Dataset entries:
// Robot handle: the public motion API
//
// All per-robot state lives in one Arc-shared core. Commands update the
// target store, mark the limb Moving and publish; completion is decided by
// the monitor as feedback flows in through the `FeedbackSink`.

use std::collections::HashMap;
use std::sync::{Arc, Mutex, RwLock};
use std::time::Duration;

use tokio::sync::watch;
use tokio::task::JoinHandle;
use tracing::{debug, info, warn};

use crate::chassis::{ChassisCommand, ChassisPlanner, FrictionCoeffs, MoveRequest};
use crate::config::{CHASSIS_SETTLE_MARGIN, MAX_ANGULAR_SPEED, MAX_LINEAR_SPEED, RobotConfig};
use crate::error::{BoxError, MotionError, Result, TransportError};
use crate::executor::{self, ChassisDriver, MotionExecutor, from_execution};
use crate::feedback::{FeedbackCache, FeedbackCallbacks, FeedbackSnapshot};
use crate::ik::{IkAdapter, IkSolver, Pose};
use crate::limb::Limb;
use crate::limbs::{Arm, Chassis, Gripper, Head, Waist};
use crate::limits::LimitTable;
use crate::messages::ChassisVelocity;
use crate::monitor::{CompletionMonitor, MotionStatus, WaitReport};
use crate::runtime;
use crate::target::{TargetState, TargetStateStore};
use crate::transport::{LinkState, Transport, ZenohLink};

/// Limbs published together (one topic per group)
const DISPATCH_GROUPS: [&[Limb]; 4] = [executor::ARMS, executor::GRIPPERS, executor::HEAD, executor::WAIST];

struct Core {
    config: RobotConfig,
    targets: TargetStateStore,
    feedback: FeedbackCache,
    monitor: Arc<CompletionMonitor>,
    ik: IkAdapter,
    link: watch::Sender<LinkState>,
    executor: RwLock<Option<MotionExecutor>>,
    callbacks: FeedbackCallbacks,
    chassis: ChassisDriver,
    planner: ChassisPlanner,
    friction: Mutex<FrictionCoeffs>,
}

impl Core {
    /// Reject commands, release waiters, forget what the limbs are doing
    fn connection_lost(&self) {
        let previous = self.link.send_replace(LinkState::Disconnected);
        *self
            .executor
            .write()
            .unwrap_or_else(|poisoned| poisoned.into_inner()) = None;
        self.monitor.mark_unknown();
        if previous == LinkState::Connected {
            warn!("Connection to robot lost, all limbs unknown");
        }
    }
}

/// Entry point for inbound joint feedback
#[derive(Clone)]
pub struct FeedbackSink {
    core: Arc<Core>,
}

impl FeedbackSink {
    /// Replace the feedback snapshot and re-evaluate moving limbs
    pub fn ingest(&self, positions: HashMap<String, f64>) {
        let snapshot = self.core.feedback.store(positions);
        self.core.monitor.refresh(&snapshot, &self.core.targets);
        self.core.callbacks.dispatch(snapshot);
    }

    pub fn connection_lost(&self) {
        self.core.connection_lost();
    }

    pub fn latest(&self) -> Option<Arc<FeedbackSnapshot>> {
        self.core.feedback.latest()
    }

    pub fn stale_after(&self) -> Duration {
        self.core.config.stale_after()
    }
}

struct Connection {
    link: Arc<ZenohLink>,
    ingest: JoinHandle<()>,
}

pub struct Robot {
    core: Arc<Core>,
    connection: tokio::sync::Mutex<Option<Connection>>,
}
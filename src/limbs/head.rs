// Head controller: pitch + yaw

use crate::error::Result;
use crate::limb::Limb;
use crate::monitor::MotionStatus;
use crate::robot::Robot;

pub const DEFAULT_LOOK_YAW: f64 = 0.5;
pub const DEFAULT_LOOK_PITCH: f64 = 0.3;

pub struct Head<'a> {
    robot: &'a Robot,
}

impl<'a> Head<'a> {
    pub(crate) fn new(robot: &'a Robot) -> Self {
        Self { robot }
    }

    pub fn pitch(&self) -> f64 {
        self.robot.target(Limb::Head).joints[0]
    }

    pub fn yaw(&self) -> f64 {
        self.robot.target(Limb::Head).joints[1]
    }

    /// Set either angle, keeping the other one's target
    pub async fn set_pose(&self, pitch: Option<f64>, yaw: Option<f64>, block: bool) -> Result<MotionStatus> {
        let edit = |joints: &mut [f64]| {
            if let Some(pitch) = pitch {
                joints[0] = pitch;
            }
            if let Some(yaw) = yaw {
                joints[1] = yaw;
            }
        };
        self.robot.update_joints(Limb::Head, edit, block).await
    }

    // Look helpers set absolute angles; the sign is fixed by the direction.
    // `None` uses DEFAULT_LOOK_YAW / DEFAULT_LOOK_PITCH.
    pub async fn look_left(&self, yaw: Option<f64>, block: bool) -> Result<MotionStatus> {
        let yaw = yaw.unwrap_or(DEFAULT_LOOK_YAW).abs();
        self.set_pose(None, Some(yaw), block).await
    }

    pub async fn look_right(&self, yaw: Option<f64>, block: bool) -> Result<MotionStatus> {
        let yaw = yaw.unwrap_or(DEFAULT_LOOK_YAW).abs();
        self.set_pose(None, Some(-yaw), block).await
    }

    // up is negative pitch
    pub async fn look_up(&self, pitch: Option<f64>, block: bool) -> Result<MotionStatus> {
        let pitch = pitch.unwrap_or(DEFAULT_LOOK_PITCH).abs();
        self.set_pose(Some(-pitch), None, block).await
    }

    pub async fn look_down(&self, pitch: Option<f64>, block: bool) -> Result<MotionStatus> {
        let pitch = pitch.unwrap_or(DEFAULT_LOOK_PITCH).abs();
        self.set_pose(Some(pitch), None, block).await
    }

    pub async fn center(&self, block: bool) -> Result<MotionStatus> {
        self.robot.home(Limb::Head, block).await
    }

    pub async fn stop(&self) -> Result<()> {
        self.robot.stop(Limb::Head).await
    }

    pub fn is_moving(&self) -> bool {
        self.robot.is_moving(Limb::Head)
    }
}
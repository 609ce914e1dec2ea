// Limbs of the Mantis robot and the joint names the bridge uses for them

use std::fmt;

use serde::{Deserialize, Serialize};

use crate::config::{GRIPPER_TOLERANCE, PRISMATIC_TOLERANCE, REVOLUTE_TOLERANCE};

pub const ARM_DOF: usize = 7;

pub const LEFT_ARM_JOINTS: [&str; ARM_DOF] = [
    "left_shoulder_pitch_joint",
    "left_shoulder_yaw_joint",
    "left_shoulder_roll_joint",
    "left_elbow_pitch_joint",
    "left_wrist_roll_joint",
    "left_wrist_pitch_joint",
    "left_wrist_yaw_joint",
];

pub const RIGHT_ARM_JOINTS: [&str; ARM_DOF] = [
    "right_shoulder_pitch_joint",
    "right_shoulder_yaw_joint",
    "right_shoulder_roll_joint",
    "right_elbow_pitch_joint",
    "right_wrist_roll_joint",
    "right_wrist_pitch_joint",
    "right_wrist_yaw_joint",
];

pub const HEAD_JOINTS: [&str; 2] = ["head_pitch", "head_yaw"];
pub const LEFT_GRIPPER_JOINTS: [&str; 1] = ["left_gripper"];
pub const RIGHT_GRIPPER_JOINTS: [&str; 1] = ["right_gripper"];
pub const WAIST_JOINTS: [&str; 1] = ["waist"];

/// An independently controllable part of the robot
#[derive(Debug, Clone, Copy, PartialEq, Eq, Hash, Serialize, Deserialize)]
#[serde(rename_all = "snake_case")]
pub enum Limb {
    LeftArm,
    RightArm,
    LeftGripper,
    RightGripper,
    Head,
    Waist,
    Chassis,
}

/// Joint class, which decides the convergence tolerance
#[derive(Debug, Clone, Copy, PartialEq, Eq)]
pub enum JointClass {
    Revolute,
    Gripper,
    Prismatic,
}

impl JointClass {
    /// Fixed epsilon in execution units (rad or m)
    pub fn tolerance(self) -> f64 {
        match self {
            JointClass::Revolute => REVOLUTE_TOLERANCE,
            JointClass::Gripper => GRIPPER_TOLERANCE,
            JointClass::Prismatic => PRISMATIC_TOLERANCE,
        }
    }
}

impl Limb {
    pub const ALL: [Limb; 7] = [
        Limb::LeftArm,
        Limb::RightArm,
        Limb::LeftGripper,
        Limb::RightGripper,
        Limb::Head,
        Limb::Waist,
        Limb::Chassis,
    ];

    /// Limbs driven by joint position targets (everything but the chassis)
    pub const JOINTED: [Limb; 6] = [
        Limb::LeftArm,
        Limb::RightArm,
        Limb::LeftGripper,
        Limb::RightGripper,
        Limb::Head,
        Limb::Waist,
    ];

    /// Dense index used by the per-limb stores
    pub fn index(self) -> usize {
        self as usize
    }

    pub fn joint_names(self) -> &'static [&'static str] {
        match self {
            Limb::LeftArm => &LEFT_ARM_JOINTS,
            Limb::RightArm => &RIGHT_ARM_JOINTS,
            Limb::LeftGripper => &LEFT_GRIPPER_JOINTS,
            Limb::RightGripper => &RIGHT_GRIPPER_JOINTS,
            Limb::Head => &HEAD_JOINTS,
            Limb::Waist => &WAIST_JOINTS,
            Limb::Chassis => &[],
        }
    }

    pub fn dof(self) -> usize {
        self.joint_names().len()
    }

    pub fn is_arm(self) -> bool {
        matches!(self, Limb::LeftArm | Limb::RightArm)
    }

    pub fn is_gripper(self) -> bool {
        matches!(self, Limb::LeftGripper | Limb::RightGripper)
    }

    pub fn joint_class(self) -> JointClass {
        match self {
            Limb::LeftGripper | Limb::RightGripper => JointClass::Gripper,
            Limb::Waist => JointClass::Prismatic,
            _ => JointClass::Revolute,
        }
    }
}

impl fmt::Display for Limb {
    fn fmt(&self, f: &mut fmt::Formatter<'_>) -> fmt::Result {
        let name = match self {
            Limb::LeftArm => "left arm",
            Limb::RightArm => "right arm",
            Limb::LeftGripper => "left gripper",
            Limb::RightGripper => "right gripper",
            Limb::Head => "head",
            Limb::Waist => "waist",
            Limb::Chassis => "chassis",
        };
        f.write_str(name)
    }
}
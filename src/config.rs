// Timeouts, topics, tolerances and the loadable robot configuration
use std::path::Path;
use std::time::Duration;

use serde::{Deserialize, Serialize};

use crate::chassis::FrictionCoeffs;
use crate::error::MotionError;

// Feedback watchdog frequency
pub const LOOP_HZ: u64 = 50;

// Feedback older than this is treated as unknown
pub const FEEDBACK_STALE_AFTER: Duration = Duration::from_millis(500);

// Default bound for blocking commands
pub const DEFAULT_WAIT_TIMEOUT: Duration = Duration::from_secs(10);

// Extra time a blocking chassis move waits beyond its planned duration
pub const CHASSIS_SETTLE_MARGIN: Duration = Duration::from_secs(1);

// How long connect() waits for the first feedback message
pub const CONNECT_TIMEOUT: Duration = Duration::from_secs(5);

// Zenoh router port on the robot
pub const DEFAULT_PORT: u16 = 7447;

// Snapshots queued for feedback callbacks; newer ones are dropped when full
pub const CALLBACK_QUEUE_DEPTH: usize = 64;

// Zenoh topics (bridged ROS2 topics on the robot)
pub const TOPIC_JOINT_CMD: &str = "Teleop/joint_angle_solution/smooth"; // both arms
pub const TOPIC_GRIPPER: &str = "Teleop/gripper_pos";
pub const TOPIC_HEAD: &str = "Teleop/head_pose";
pub const TOPIC_WAIST: &str = "Teleop/pelvis_speed";
pub const TOPIC_CHASSIS: &str = "Teleop/cmd_vel";
pub const TOPIC_JOINT_FEEDBACK: &str = "joint_states_fdb";

/// Every topic the runtime publishes on
pub const COMMAND_TOPICS: [&str; 5] = [
    TOPIC_JOINT_CMD,
    TOPIC_GRIPPER,
    TOPIC_HEAD,
    TOPIC_WAIST,
    TOPIC_CHASSIS,
];

// Chassis safety limits
pub const MAX_LINEAR_SPEED: f64 = 3.0; // m/s
pub const MAX_ANGULAR_SPEED: f64 = 2.0; // rad/s

// Chassis defaults for the convenience moves
pub const DEFAULT_LINEAR_SPEED: f64 = 0.1; // m/s
pub const DEFAULT_ANGULAR_SPEED: f64 = 0.3; // rad/s

// Gripper travel at the execution boundary
pub const GRIPPER_TRAVEL_M: f64 = 0.04;

// Convergence tolerances per joint class
pub const REVOLUTE_TOLERANCE: f64 = 0.02; // rad
pub const GRIPPER_TOLERANCE: f64 = 0.002; // m
pub const PRISMATIC_TOLERANCE: f64 = 0.005; // m

/// Robot connection and motion configuration
///
/// Every field has a default, so a config file only needs the values it changes.
#[derive(Debug, Clone, Serialize, Deserialize)]
#[serde(default)]
pub struct RobotConfig {
    /// Robot IP; `None` relies on zenoh scouting on the local network
    pub ip: Option<String>,
    pub port: u16,
    /// Require a feedback message before connect() succeeds
    pub verify: bool,
    pub connect_timeout_ms: u64,
    pub wait_timeout_ms: u64,
    pub stale_after_ms: u64,
    pub friction: FrictionCoeffs,
    pub linear_speed: f64,
    pub angular_speed: f64,
}

impl Default for RobotConfig {
    fn default() -> Self {
        Self {
            ip: None,
            port: DEFAULT_PORT,
            verify: true,
            connect_timeout_ms: CONNECT_TIMEOUT.as_millis() as u64,
            wait_timeout_ms: DEFAULT_WAIT_TIMEOUT.as_millis() as u64,
            stale_after_ms: FEEDBACK_STALE_AFTER.as_millis() as u64,
            friction: FrictionCoeffs::default(),
            linear_speed: DEFAULT_LINEAR_SPEED,
            angular_speed: DEFAULT_ANGULAR_SPEED,
        }
    }
}

impl RobotConfig {
    /// Load a JSON config file
    pub fn from_json_file(path: impl AsRef<Path>) -> Result<Self, MotionError> {
        let path = path.as_ref();
        let raw = std::fs::read_to_string(path)
            .map_err(|e| MotionError::Config(format!("{}: {}", path.display(), e)))?;
        Self::from_json(&raw)
    }

    pub fn from_json(raw: &str) -> Result<Self, MotionError> {
        serde_json::from_str(raw).map_err(|e| MotionError::Config(e.to_string()))
    }

    /// Zenoh endpoint of the robot router, e.g. `tcp/192.168.1.111:7447`
    pub fn router_endpoint(&self) -> Option<String> {
        self.ip.as_ref().map(|ip| format!("tcp/{}:{}", ip, self.port))
    }

    pub fn connect_timeout(&self) -> Duration {
        Duration::from_millis(self.connect_timeout_ms)
    }

    pub fn wait_timeout(&self) -> Duration {
        Duration::from_millis(self.wait_timeout_ms)
    }

    pub fn stale_after(&self) -> Duration {
        Duration::from_millis(self.stale_after_ms)
    }
}
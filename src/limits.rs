// Static joint limit table (values from the Mantis URDF)
//
// Arms and head are in radians, the waist in meters and grippers in
// normalized units (0.0 closed .. 1.0 open).

use std::collections::HashMap;

use tracing::info;

use crate::limb::Limb;

/// `(lower, upper)` bound for one joint
#[derive(Debug, Clone, Copy, PartialEq)]
pub struct LimitEntry {
    pub lower: f64,
    pub upper: f64,
}

impl LimitEntry {
    pub const fn new(lower: f64, upper: f64) -> Self {
        Self { lower, upper }
    }

    pub fn clamp(&self, value: f64) -> f64 {
        value.clamp(self.lower, self.upper)
    }

    pub fn contains(&self, value: f64) -> bool {
        value >= self.lower && value <= self.upper
    }
}

/// Default rows: (joint_name, lower, upper)
const MANTIS_LIMITS: [(&str, f64, f64); 19] = [
    ("left_shoulder_pitch_joint", -2.61, 0.78),
    ("left_shoulder_yaw_joint", 0.08, 1.04),
    ("left_shoulder_roll_joint", -1.57, 1.57),
    ("left_elbow_pitch_joint", -0.78, 1.57),
    ("left_wrist_roll_joint", -1.57, 1.57),
    ("left_wrist_pitch_joint", -0.52, 0.52),
    ("left_wrist_yaw_joint", -1.57, 1.57),
    ("right_shoulder_pitch_joint", -2.61, 0.78),
    ("right_shoulder_yaw_joint", -1.04, -0.08), // mirrored
    ("right_shoulder_roll_joint", -1.57, 1.57),
    ("right_elbow_pitch_joint", -0.78, 1.57),
    ("right_wrist_roll_joint", -1.57, 1.57),
    ("right_wrist_pitch_joint", -0.52, 0.52),
    ("right_wrist_yaw_joint", -1.57, 1.57),
    ("head_pitch", -0.7, 0.2),
    ("head_yaw", -1.57, 1.57),
    ("waist", -0.62, 0.24),
    ("left_gripper", 0.0, 1.0),
    ("right_gripper", 0.0, 1.0),
];

/// Read-only lookup of per-joint bounds, organised per limb
#[derive(Debug, Clone)]
pub struct LimitTable {
    per_limb: HashMap<Limb, Vec<LimitEntry>>,
}

impl Default for LimitTable {
    fn default() -> Self {
        Self::mantis()
    }
}

impl LimitTable {
    /// The Mantis limit table
    pub fn mantis() -> Self {
        let rows = MANTIS_LIMITS
            .iter()
            .map(|&(name, lower, upper)| (name, LimitEntry::new(lower, upper)));
        Self::from_entries(rows)
    }

    /// Build a table from `(joint_name, entry)` rows
    ///
    /// Joints without a row are left unbounded.
    pub fn from_entries<'a>(rows: impl IntoIterator<Item = (&'a str, LimitEntry)>) -> Self {
        let by_name: HashMap<&str, LimitEntry> = rows.into_iter().collect();
        let unbounded = LimitEntry::new(f64::NEG_INFINITY, f64::INFINITY);

        let per_limb = Limb::JOINTED
            .iter()
            .map(|&limb| {
                let entries = limb
                    .joint_names()
                    .iter()
                    .map(|name| by_name.get(name).copied().unwrap_or(unbounded))
                    .collect();
                (limb, entries)
            })
            .collect();

        Self { per_limb }
    }

    /// Limits of every joint of `limb`, in joint order
    pub fn limb(&self, limb: Limb) -> &[LimitEntry] {
        self.per_limb.get(&limb).map(Vec::as_slice).unwrap_or(&[])
    }

    pub fn get(&self, limb: Limb, index: usize) -> Option<LimitEntry> {
        self.limb(limb).get(index).copied()
    }

    /// Clamp one joint value; returns the limited value and whether it changed
    ///
    /// Out-of-range values are a recovered limit violation, logged but never an error.
    pub fn clamp_joint(&self, limb: Limb, index: usize, value: f64) -> (f64, bool) {
        let Some(entry) = self.get(limb, index) else {
            return (value, false);
        };
        if entry.contains(value) {
            return (value, false);
        }
        let limited = entry.clamp(value);
        info!(
            "Limit violation on {} joint {}: {:.3} clamped to {:.3}",
            limb, index, value, limited
        );
        (limited, true)
    }

    /// Clamp `values` in place, returns true if anything changed
    pub fn clamp(&self, limb: Limb, values: &mut [f64]) -> bool {
        let mut clamped = false;
        for (index, value) in values.iter_mut().enumerate() {
            let (limited, changed) = self.clamp_joint(limb, index, *value);
            *value = limited;
            clamped |= changed;
        }
        clamped
    }
}
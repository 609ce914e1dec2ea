// Command dispatch to the robot bridge
//
// Joint limbs publish their stored target. The chassis either runs one
// planned velocity for a bounded time inside its own task, guarded so that
// zero velocity is always published at the end, or holds a caller velocity
// until something stops or replaces it.

use std::sync::Arc;

use tokio::sync::Mutex;
use tokio::task::JoinHandle;
use tracing::{debug, info, warn};

use crate::chassis::{ChassisCommand, HaltGuard};
use crate::config::{TOPIC_CHASSIS, TOPIC_GRIPPER, TOPIC_HEAD, TOPIC_JOINT_CMD, TOPIC_WAIST};
use crate::error::TransportError;
use crate::limb::Limb;
use crate::limbs::gripper::{from_joint_value, to_joint_value};
use crate::messages::{ChassisVelocity, JointState};
use crate::monitor::{CompletionMonitor, MotionStatus};
use crate::target::TargetStateStore;
use crate::transport::{Transport, publish_json};

/// Target values as the bridge expects them (gripper meters)
pub fn to_execution(limb: Limb, joints: &[f64]) -> Vec<f64> {
    if limb.is_gripper() {
        joints.iter().map(|&v| to_joint_value(v)).collect()
    } else {
        joints.to_vec()
    }
}

/// Inverse of `to_execution`, for turning feedback into targets
pub fn from_execution(limb: Limb, values: &[f64]) -> Vec<f64> {
    if limb.is_gripper() {
        values.iter().map(|&v| from_joint_value(v)).collect()
    } else {
        values.to_vec()
    }
}

// Limbs sharing one command topic
pub const ARMS: &[Limb] = &[Limb::LeftArm, Limb::RightArm];
pub const GRIPPERS: &[Limb] = &[Limb::LeftGripper, Limb::RightGripper];
pub const HEAD: &[Limb] = &[Limb::Head];
pub const WAIST: &[Limb] = &[Limb::Waist];

/// Named joint values of several limbs, as one message
fn joint_state(limbs: &[Limb], targets: &TargetStateStore) -> JointState {
    let mut state = JointState::default();
    for &limb in limbs {
        let values = to_execution(limb, &targets.joints(limb));
        state
            .name
            .extend(limb.joint_names().iter().map(|n| n.to_string()));
        state.position.extend(values);
    }
    state
}

/// Publishes commands for every limb over one transport
#[derive(Clone)]
pub struct MotionExecutor {
    transport: Arc<dyn Transport>,
}

impl MotionExecutor {
    pub fn new(transport: Arc<dyn Transport>) -> Self {
        Self { transport }
    }

    pub fn transport(&self) -> Arc<dyn Transport> {
        self.transport.clone()
    }

    /// Publish the stored target of `limb`
    ///
    /// Arms share one topic (and grippers another), so the sibling's target
    /// is sent along unchanged.
    pub fn dispatch(&self, limb: Limb, targets: &TargetStateStore) -> Result<(), TransportError> {
        let (topic, limbs) = match limb {
            Limb::LeftArm | Limb::RightArm => (TOPIC_JOINT_CMD, ARMS),
            Limb::LeftGripper | Limb::RightGripper => (TOPIC_GRIPPER, GRIPPERS),
            Limb::Head => (TOPIC_HEAD, HEAD),
            Limb::Waist => (TOPIC_WAIST, WAIST),
            Limb::Chassis => {
                warn!("Chassis has no joint target to dispatch");
                return Ok(());
            }
        };
        let message = joint_state(limbs, targets);
        debug!("Publishing {} on {}: {:?}", limb, topic, message.position);
        publish_json(self.transport.as_ref(), topic, &message)
    }

    pub fn send_velocity(&self, velocity: &ChassisVelocity) -> Result<(), TransportError> {
        publish_json(self.transport.as_ref(), TOPIC_CHASSIS, velocity)
    }
}

/// Settles the monitor when a motion task ends, however it ends
struct MotionTicket {
    monitor: Arc<CompletionMonitor>,
    generation: u64,
    outcome: MotionStatus,
}

impl Drop for MotionTicket {
    fn drop(&mut self) {
        self.monitor
            .finish(Limb::Chassis, self.generation, self.outcome);
    }
}

/// Owns the task of the planned chassis motion currently running
#[derive(Default)]
pub struct ChassisDriver {
    running: Mutex<Option<JoinHandle<()>>>,
}

impl ChassisDriver {
    pub fn new() -> Self {
        Self::default()
    }

    /// Replace any running motion with `cmd`, returning its generation
    ///
    /// The previous motion is halted first. The new one publishes its
    /// velocity, holds it for `cmd.duration`, then publishes zero and marks
    /// the chassis Completed. The task runs to its end whether or not anyone
    /// waits on it; only `halt` or a newer motion cuts it short (Stopped).
    pub async fn run(
        &self,
        executor: &MotionExecutor,
        monitor: Arc<CompletionMonitor>,
        cmd: ChassisCommand,
        feedback_seq: u64,
    ) -> Result<u64, TransportError> {
        let mut running = self.running.lock().await;
        cancel(running.take()).await;

        let generation = monitor.begin(Limb::Chassis, feedback_seq);
        let guard = HaltGuard::new(executor.transport());
        if let Err(e) = executor.send_velocity(&ChassisVelocity::from(&cmd)) {
            monitor.finish(Limb::Chassis, generation, MotionStatus::Idle);
            return Err(e);
        }
        info!(
            "Chassis moving: vx={:.3} vy={:.3} omega={:.3} for {:?}",
            cmd.vx, cmd.vy, cmd.omega, cmd.duration
        );

        let mut ticket = MotionTicket {
            monitor,
            generation,
            outcome: MotionStatus::Stopped,
        };
        let task = tokio::spawn(async move {
            let mut ticket = ticket;
            tokio::time::sleep(cmd.duration).await;
            guard.halt();
            ticket.outcome = MotionStatus::Completed;
        });
        *running = Some(task);
        Ok(generation)
    }

    /// Replace any running motion with a velocity held until stopped
    ///
    /// No timer is armed: the chassis stays Moving until `halt` or another
    /// motion replaces it.
    pub async fn hold(
        &self,
        executor: &MotionExecutor,
        monitor: &CompletionMonitor,
        velocity: ChassisVelocity,
        feedback_seq: u64,
    ) -> Result<u64, TransportError> {
        let mut running = self.running.lock().await;
        cancel(running.take()).await;

        let generation = monitor.begin(Limb::Chassis, feedback_seq);
        if let Err(e) = executor.send_velocity(&velocity) {
            monitor.finish(Limb::Chassis, generation, MotionStatus::Idle);
            return Err(e);
        }
        info!(
            "Chassis velocity held: vx={:.3} vy={:.3} omega={:.3}",
            velocity.x_vel, velocity.y_vel, velocity.theta_vel
        );
        Ok(generation)
    }

    /// Cancel the running motion (if any) and publish zero velocity
    pub async fn halt(&self, executor: &MotionExecutor) -> Result<(), TransportError> {
        cancel(self.running.lock().await.take()).await;
        executor.send_velocity(&ChassisVelocity::zero())
    }
}

async fn cancel(task: Option<JoinHandle<()>>) {
    if let Some(task) = task {
        task.abort();
        // the aborted task drops its guard, which publishes zero
        let _ = task.await;
    }
}
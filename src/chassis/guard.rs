// Zero-velocity guard for planned chassis motions

use std::sync::Arc;

use tracing::{debug, warn};

use crate::config::TOPIC_CHASSIS;
use crate::messages::ChassisVelocity;
use crate::transport::{Transport, publish_json};

/// Publishes zero velocity when dropped
///
/// A planned motion holds one of these for its whole lifetime, so the base
/// is halted on every exit path: normal end, stop, abort or panic.
pub struct HaltGuard {
    transport: Arc<dyn Transport>,
}

impl HaltGuard {
    pub fn new(transport: Arc<dyn Transport>) -> Self {
        Self { transport }
    }

    /// End the motion now
    pub fn halt(self) {
        drop(self);
    }
}

impl Drop for HaltGuard {
    fn drop(&mut self) {
        debug!("Halting chassis");
        if let Err(e) = publish_json(
            self.transport.as_ref(),
            TOPIC_CHASSIS,
            &ChassisVelocity::zero(),
        ) {
            warn!("Failed to publish chassis halt: {}", e);
        }
    }
}
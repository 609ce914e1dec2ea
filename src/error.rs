// Error types for the motion runtime

use crate::ik::IkError;
use crate::limb::Limb;

/// Boxed error used at the binary edge and by feedback callbacks
pub type BoxError = Box<dyn std::error::Error + Send + Sync>;

pub type Result<T> = std::result::Result<T, MotionError>;

/// Errors raised while publishing commands
#[derive(Debug, thiserror::Error)]
pub enum TransportError {
    #[error("Zenoh error: {0}")]
    Zenoh(String),

    #[error("Failed to encode payload: {0}")]
    Encode(#[from] serde_json::Error),

    #[error("No publisher declared for topic {0}")]
    NoPublisher(String),

    #[error("No joint feedback received within {0:?}")]
    NoFeedback(std::time::Duration),
}

/// Errors surfaced to callers of the robot API
///
/// Every variant is scoped to the call or limb that raised it.
#[derive(Debug, thiserror::Error)]
pub enum MotionError {
    #[error("Not connected to the robot")]
    Disconnected,

    #[error("IK failed: {0}")]
    Ik(#[from] IkError),

    #[error("Transport error: {0}")]
    Transport(#[from] TransportError),

    #[error("Timed out waiting for {limbs:?}")]
    Timeout { limbs: Vec<Limb> },

    #[error("Joint index {index} out of range for {limb} ({len} joints)")]
    InvalidJointIndex { limb: Limb, index: usize, len: usize },

    #[error("{limb} expects {expected} joint values, got {got}")]
    DimensionMismatch {
        limb: Limb,
        expected: usize,
        got: usize,
    },

    #[error("{operation} is not supported for {limb}")]
    Unsupported {
        limb: Limb,
        operation: &'static str,
    },

    #[error("Invalid request: {0}")]
    InvalidRequest(String),

    #[error("Configuration error: {0}")]
    Config(String),
}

## TASK
Would you please copy all lines in the data that contain the word "first"?

## ANSWER BOX
// How long connect() waits for the first feedback message
    /// The previous motion is halted first. The new one publishes its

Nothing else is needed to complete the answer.